The rain/snow line was expected to push out of Massachusetts into New Hampshire early Wednesday morning. Even so, preparations were underway in Leominster Tuesday.
“We’re prepping some trucks up in case we have to go out,” said Leominster Department of Public Works Dispatcher Luke Beaulac.
Snowfall forecasts from 7NEWS meteorologists as of Tuesday night projected one to two inches of snow through part of Worcester County and western Massachusetts, with higher snow totals further north.
Even where snow piles up though, accumulation was expected to be brief, with rain and warming temperatures Wednesday likely washing away snow in Massachusetts.
Rain across Massachusetts and wind in coastal communities is set to persist through the morning before tapering off near 12 p.m. Wednesday.
‘It’s New England. We deal with it’
In Leominster, Beaulac was taking forecasts for a messy night and morning commute in stride Tuesday afternoon.
“It’s New England,” he said. “We deal with it.”

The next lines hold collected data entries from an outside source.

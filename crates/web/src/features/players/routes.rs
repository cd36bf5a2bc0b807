use axum::{Router, routing::get};

use super::handlers::{get_player, list_players};
use crate::state::AppState;

pub fn routes() -> Router<AppState> {
    Router::new()
        .route("/", get(list_players))
        .route("/:ittf_id", get(get_player))
}
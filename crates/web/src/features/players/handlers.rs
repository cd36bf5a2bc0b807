use axum::{
    extract::State,
    response::{IntoResponse, Response},
};
use ingest::sources::wtt::models;
use storage::{
    Database,
    dto::common::PaginatedResponse,
    dto::ranking::{WorldPlayer, WorldPlayerFilter, WorldPlayerResponse},
};

use crate::error::WebError;
use crate::extract::{Json, Path, Query};

use super::services;

#[utoipa::path(
    get,
    path = "/api/players",
    params(WorldPlayerFilter),
    responses(
        (status = 200, description = "Players across all cached rankings", body = PaginatedResponse<WorldPlayer>),
        (status = 400, description = "Invalid pagination")
    ),
    tag = "players"
)]
pub async fn list_players(
    State(db): State<Database>,
    Query(filter): Query<WorldPlayerFilter>,
) -> Result<Response, WebError> {
    filter.validate().map_err(WebError::BadRequest)?;

    let players = services::world_players(&db).await?;
    let matched = models::search_players(players, filter.search.as_deref().unwrap_or_default());
    let total = matched.len();

    let pagination = filter.pagination();
    let page: Vec<WorldPlayer> = matched
        .into_iter()
        .skip(pagination.offset())
        .take(pagination.limit())
        .collect();

    Ok(Json(PaginatedResponse::new(page, filter.page, filter.per_page, total)).into_response())
}

#[utoipa::path(
    get,
    path = "/api/players/{ittf_id}",
    params(
        ("ittf_id" = String, Path, description = "ITTF player id")
    ),
    responses(
        (status = 200, description = "Player found", body = WorldPlayerResponse),
        (status = 404, description = "Player not ranked")
    ),
    tag = "players"
)]
pub async fn get_player(
    State(db): State<Database>,
    Path(ittf_id): Path<String>,
) -> Result<Response, WebError> {
    let player = services::find_player(&db, &ittf_id)
        .await?
        .ok_or_else(|| WebError::NotFound(format!("Player {} not found", ittf_id)))?;

    Ok(Json(WorldPlayerResponse {
        success: true,
        player,
    })
    .into_response())
}
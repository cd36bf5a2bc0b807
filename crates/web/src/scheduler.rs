use std::sync::Arc;
use std::time::Duration;

use ingest::RankingSource;
use ingest::sources::wtt;
use storage::Database;
use tokio::task::JoinHandle;
use tokio::time::MissedTickBehavior;

/// Refreshes every ranking category now and then every `period`.
pub fn spawn_ranking_refresher(source: Arc<dyn RankingSource>, db: Database, period: Duration) -> JoinHandle<()> {
    tokio::spawn(async move {
        let mut ticker = tokio::time::interval(period);
        ticker.set_missed_tick_behavior(MissedTickBehavior::Delay);

        loop {
            ticker.tick().await;
            let results = wtt::refresh_all(source.as_ref(), &db).await;
            let ok = results.values().filter(|r| *r == "success").count();
            tracing::info!("Scheduled ranking refresh: {}/{} categories updated", ok, results.len());
        }
    })
}

/// One refresh at startup when the schedule is off.
pub fn spawn_initial_refresh(source: Arc<dyn RankingSource>, db: Database) -> JoinHandle<()> {
    tokio::spawn(async move {
        let results = wtt::refresh_all(source.as_ref(), &db).await;
        tracing::info!("Initial ranking refresh: {:?}", results);
    })
}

Traffic on I-495 was steady for most of the day Tuesday, getting heavier through the afternoon. As the day continued and the evening’s wintery mix approached, traffic backed up throughout the region.

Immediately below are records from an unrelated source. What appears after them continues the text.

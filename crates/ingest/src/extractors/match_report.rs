//! Normalises a model's match review into the layout the clip importer and
//! the profile store read.

use std::collections::BTreeMap;

use chrono::Utc;
use serde_json::{Map, Value, json};
use storage::models::{MatchHistoryEntry, RATING_KEYS};

use super::prompts::{DEFAULT_PLAYER1, PlayerFocus};

fn field<'v>(value: &'v Value, key: &str) -> Option<&'v Value> {
    value.get(key).filter(|v| !v.is_null())
}

fn text<'v>(value: &'v Value, key: &str) -> &'v str {
    value.get(key).and_then(Value::as_str).unwrap_or_default()
}

fn array(value: &Value, key: &str) -> Vec<Value> {
    value
        .get(key)
        .and_then(Value::as_array)
        .cloned()
        .unwrap_or_default()
}

fn copy_fields(point: &Value, keys: &[&str]) -> Map<String, Value> {
    keys.iter()
        .filter_map(|k| field(point, k).map(|v| (k.to_string(), v.clone())))
        .collect()
}

/// Splits `points[]` into player one's wins and losses. A point is a win when
/// the winner names player one (or the default placeholder).
fn split_points(parsed: &Value, player1: &str) -> (Vec<Value>, Vec<Value>) {
    let mut wins = Vec::new();
    let mut losses = Vec::new();

    for point in parsed.get("points").and_then(Value::as_array).into_iter().flatten() {
        let winner = text(point, "winner");
        let mut base = copy_fields(
            point,
            &[
                "id",
                "start_seconds",
                "end_seconds",
                "timestamp_display",
                "description",
                "serve_time",
                "dead_ball_time",
                "winner",
            ],
        );

        let p1_won = (!player1.is_empty() && winner.contains(player1)) || winner.contains(DEFAULT_PLAYER1);
        let reason = field(point, "win_reason").cloned();
        let technique = field(point, "key_technique").cloned();

        if p1_won {
            base.insert("win_type".into(), reason.unwrap_or_else(|| json!("point won")));
            if let Some(t) = technique {
                base.insert("key_technique".into(), t);
            }
            if let Some(t) = field(point, "tactic") {
                base.insert("tactical_value".into(), t.clone());
            }
            wins.push(Value::Object(base));
        } else {
            base.insert("loss_type".into(), reason.unwrap_or_else(|| json!("point lost")));
            if let Some(t) = technique {
                base.insert("technical_issue".into(), t);
            }
            losses.push(Value::Object(base));
        }
    }

    (wins, losses)
}

/// Builds the stored analysis document from the model reply.
pub fn normalize(parsed: Value, focus: &PlayerFocus, video_url: &str) -> Value {
    let player1_analysis = field(&parsed, "player1_analysis").cloned().unwrap_or(Value::Null);
    let player2_analysis = field(&parsed, "player2_analysis").cloned().unwrap_or(Value::Null);

    let p1_name = match text(&player1_analysis, "name") {
        "" => focus.player1_name().to_string(),
        name => name.to_string(),
    };

    let (point_wins, point_losses) = if parsed.get("points").is_some() {
        split_points(&parsed, &p1_name)
    } else {
        (array(&parsed, "point_wins"), array(&parsed, "point_losses"))
    };

    let pick = |key: &str, nested: &str| {
        field(&parsed, key)
            .or_else(|| field(&player1_analysis, nested))
            .cloned()
            .unwrap_or_else(|| json!([]))
    };

    let match_overview = field(&parsed, "match_overview").cloned().unwrap_or_else(|| json!({}));
    let sections = json!({
        "match_overview": match_overview.clone(),
        "strengths": pick("strengths", "strengths"),
        "weaknesses": pick("weaknesses", "weaknesses"),
        "training_suggestions": pick("training_suggestions", "suggestions"),
        "summary": field(&parsed, "summary").cloned().unwrap_or_else(|| json!({})),
    });
    let points = array(&parsed, "points");

    json!({
        "video_url": video_url,
        "point_wins": point_wins,
        "point_losses": point_losses,
        "points": points,
        "player1_analysis": player1_analysis,
        "player2_analysis": player2_analysis,
        "match_overview": match_overview,
        "sections": sections,
        "structured_data": parsed,
    })
}

const QUALITY_LABELS: [&str; 3] = ["good", "normal", "bad"];

/// Reads the older `points_won` / `points_lost` rally fields into the
/// importer's names, then orders the rallies by start time.
fn performance_clips(parsed: &Value, key: &str, legacy: &str) -> Vec<Value> {
    let mut clips = match field(parsed, key) {
        Some(_) => array(parsed, key),
        None => array(parsed, legacy),
    };

    for clip in clips.iter_mut() {
        let Some(obj) = clip.as_object_mut() else { continue };
        for (name, old) in [
            ("start_seconds", "timestamp_seconds"),
            ("timestamp", "timestamp_display"),
            ("quality_label", "action_quality"),
            ("technique", "point_type"),
        ] {
            if !obj.contains_key(name) {
                if let Some(v) = obj.get(old).filter(|v| !v.is_null()).cloned() {
                    obj.insert(name.to_string(), v);
                }
            }
        }
    }

    let start = |clip: &Value| clip.get("start_seconds").and_then(Value::as_f64).unwrap_or(0.0);
    clips.sort_by(|a, b| start(a).total_cmp(&start(b)));
    clips
}

/// Counts per quality label. Anything unlabelled counts as normal.
fn quality_counts(clips: &[Value]) -> Map<String, Value> {
    let mut counts: BTreeMap<&str, usize> = QUALITY_LABELS.iter().map(|l| (*l, 0)).collect();
    for clip in clips {
        let label = text(clip, "quality_label").trim().to_lowercase();
        let label = QUALITY_LABELS.iter().find(|l| **l == label).copied().unwrap_or("normal");
        *counts.entry(label).or_default() += 1;
    }

    let mut map: Map<String, Value> = counts.into_iter().map(|(k, v)| (k.to_string(), json!(v))).collect();
    map.insert("total".into(), json!(clips.len()));
    map
}

/// Builds the stored document for a single-player review. The layout is the
/// one the player clip importer reads.
pub fn normalize_player(parsed: Value, player: &str, video_url: &str) -> Value {
    let scoring = performance_clips(&parsed, "scoring_clips", "points_won");
    let losing = performance_clips(&parsed, "losing_clips", "points_lost");

    let scoring_counts = quality_counts(&scoring);
    let losing_counts = quality_counts(&losing);
    let mut distribution = quality_counts(&[scoring.as_slice(), losing.as_slice()].concat());
    distribution.insert(
        "by_result".into(),
        json!({"scoring": scoring_counts, "losing": losing_counts}),
    );

    json!({
        "video_url": video_url,
        "player_name": player,
        "match_summary": field(&parsed, "match_summary").cloned().unwrap_or_else(|| json!({})),
        "scoring_clips": scoring,
        "losing_clips": losing,
        "training_recommendations": array(&parsed, "training_recommendations"),
        "quality_distribution": distribution,
        "structured_data": parsed,
    })
}

/// One player's side of a normalised analysis.
#[derive(Debug, Clone, PartialEq)]
pub struct PlayerReport {
    pub name: String,
    pub opponent: String,
    pub ratings: BTreeMap<String, f64>,
    pub strengths: Vec<Value>,
    pub weaknesses: Vec<Value>,
    /// "win", "loss" or "unknown"
    pub result: String,
}

impl PlayerReport {
    pub fn history_entry(&self, match_id: &str, video_id: &str) -> MatchHistoryEntry {
        let now = Utc::now();
        MatchHistoryEntry {
            match_id: match_id.to_string(),
            video_id: video_id.to_string(),
            opponent: self.opponent.clone(),
            date: now.format("%Y-%m-%d").to_string(),
            result: self.result.clone(),
            ratings: self.ratings.clone(),
            strengths: self.strengths.clone(),
            weaknesses: self.weaknesses.clone(),
            created_at: now,
            updated_at: None,
        }
    }
}

fn ratings(analysis: &Value) -> BTreeMap<String, f64> {
    let Some(ratings) = analysis.get("ratings") else {
        return BTreeMap::new();
    };

    RATING_KEYS
        .iter()
        .filter_map(|key| {
            let value = ratings.get(*key)?;
            let number = value
                .as_f64()
                .or_else(|| value.as_str().and_then(|s| s.trim().parse().ok()))?;
            Some((key.to_string(), number))
        })
        .collect()
}

fn result_for(wins: usize, losses: usize) -> (&'static str, &'static str) {
    match wins.cmp(&losses) {
        std::cmp::Ordering::Greater => ("win", "loss"),
        std::cmp::Ordering::Less => ("loss", "win"),
        std::cmp::Ordering::Equal => ("unknown", "unknown"),
    }
}

/// Reports for the named players. A side with no name produces no report.
pub fn player_reports(normalized: &Value, player1: Option<&str>, player2: Option<&str>) -> Vec<PlayerReport> {
    let wins = normalized.get("point_wins").and_then(Value::as_array).map_or(0, Vec::len);
    let losses = normalized.get("point_losses").and_then(Value::as_array).map_or(0, Vec::len);
    let (r1, r2) = result_for(wins, losses);

    let named = |name: Option<&str>| name.map(str::trim).filter(|n| !n.is_empty()).map(String::from);
    let p1 = named(player1);
    let p2 = named(player2);

    let side = |name: &Option<String>, opponent: &Option<String>, key: &str, result: &str| {
        let name = name.clone()?;
        let analysis = normalized.get(key).cloned().unwrap_or(Value::Null);
        Some(PlayerReport {
            name,
            opponent: opponent.clone().unwrap_or_default(),
            ratings: ratings(&analysis),
            strengths: array(&analysis, "strengths"),
            weaknesses: array(&analysis, "weaknesses"),
            result: result.to_string(),
        })
    };

    [
        side(&p1, &p2, "player1_analysis", r1),
        side(&p2, &p1, "player2_analysis", r2),
    ]
    .into_iter()
    .flatten()
    .collect()
}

Speaking with 7NEWS, one driver from Pennsylvania was aware weather conditions were expected to deteriorate into Wednesday.
The driver, Larry Spencer, said he was thankful he got ahead of the storm as he made his way toward his destination in Maine.
“Sometimes you’re lucky, sometimes you’re not,” he said. “The last time we came up it rained the whole way there so, it is what it is.”
“Thanksgiving combined with weather, it’s always worse,” said Sanjusha Kolli.
Even with the potential for winter weather, many holiday travelers on Tuesday were not concerned.
“It doesn’t bother me,” said Joe Mazerolle in Leominster.
“Be flexible,” said Amy Caputi at Logan Airport in Boston. “Just expect the worst and then you’ll probably get the best.”
Storm prompts ferry disruptions
Wind advisories on the North Shore and the Cape and Islands region are set to take effect at 4 a.m. Wednesday and remain in place through 4 p.m.
In western Massachusetts, winter weather advisories took effect at 7 p.m. Tuesday, scheduled to lapse on Wednesday morning.
With gale warnings and gusty winds also expected at sea around New England, the Nantucket Chamber of Commerce took to social media Tuesday afternoon to urge anyone traveling to or from Nantucket to adjust their schedules.
“Make sure you are set to receive alerts from your ferry or airline, and please be patient as they work to rebook passengers,” the chamber said.
Around the same time, the Steamship Authority, which runs ferry service to and from Martha’s Vineyard and Nantucket, announced it was making changes to its Nantucket service, canceling some trips on Wednesday while adding trips on Friday.
“Anyone booked for travel on a canceled trip on either route will be accommodated as space is available when service resumes,” the Steamship Authority said.
Officials said change and cancellation fees will be waived for all travel booked for Wednesday and directed travelers to the Steamship Authority website for more information.
Storm impacts expected across many states
Storm impacts are expected to extend far outside New England, with more than four inches of rain possible in part of Virginia, according to CNN.
While northern states faced a wintery mix, CNN said some communities in Georgia, the Carolinas and Virginia could encounter thunderstorms Tuesday night and Wednesday morning.
This year’s Thanksgiving season is expected to be the busiest in several years, according to AAA projections, with 55.4 million people expected to travel 50 miles or more from home between Wednesday and Sunday. Though many people are driving, CNN earlier this month reported the Transportation Security Administration is also preparing for a potentially record-setting number of passengers at airports during the Thanksgiving rush.
While bad weather could snarl some travel, clearer skies are expected to prevail in New England through the weekend, with high temperatures climbing to 50 degrees in some spots on Thursday.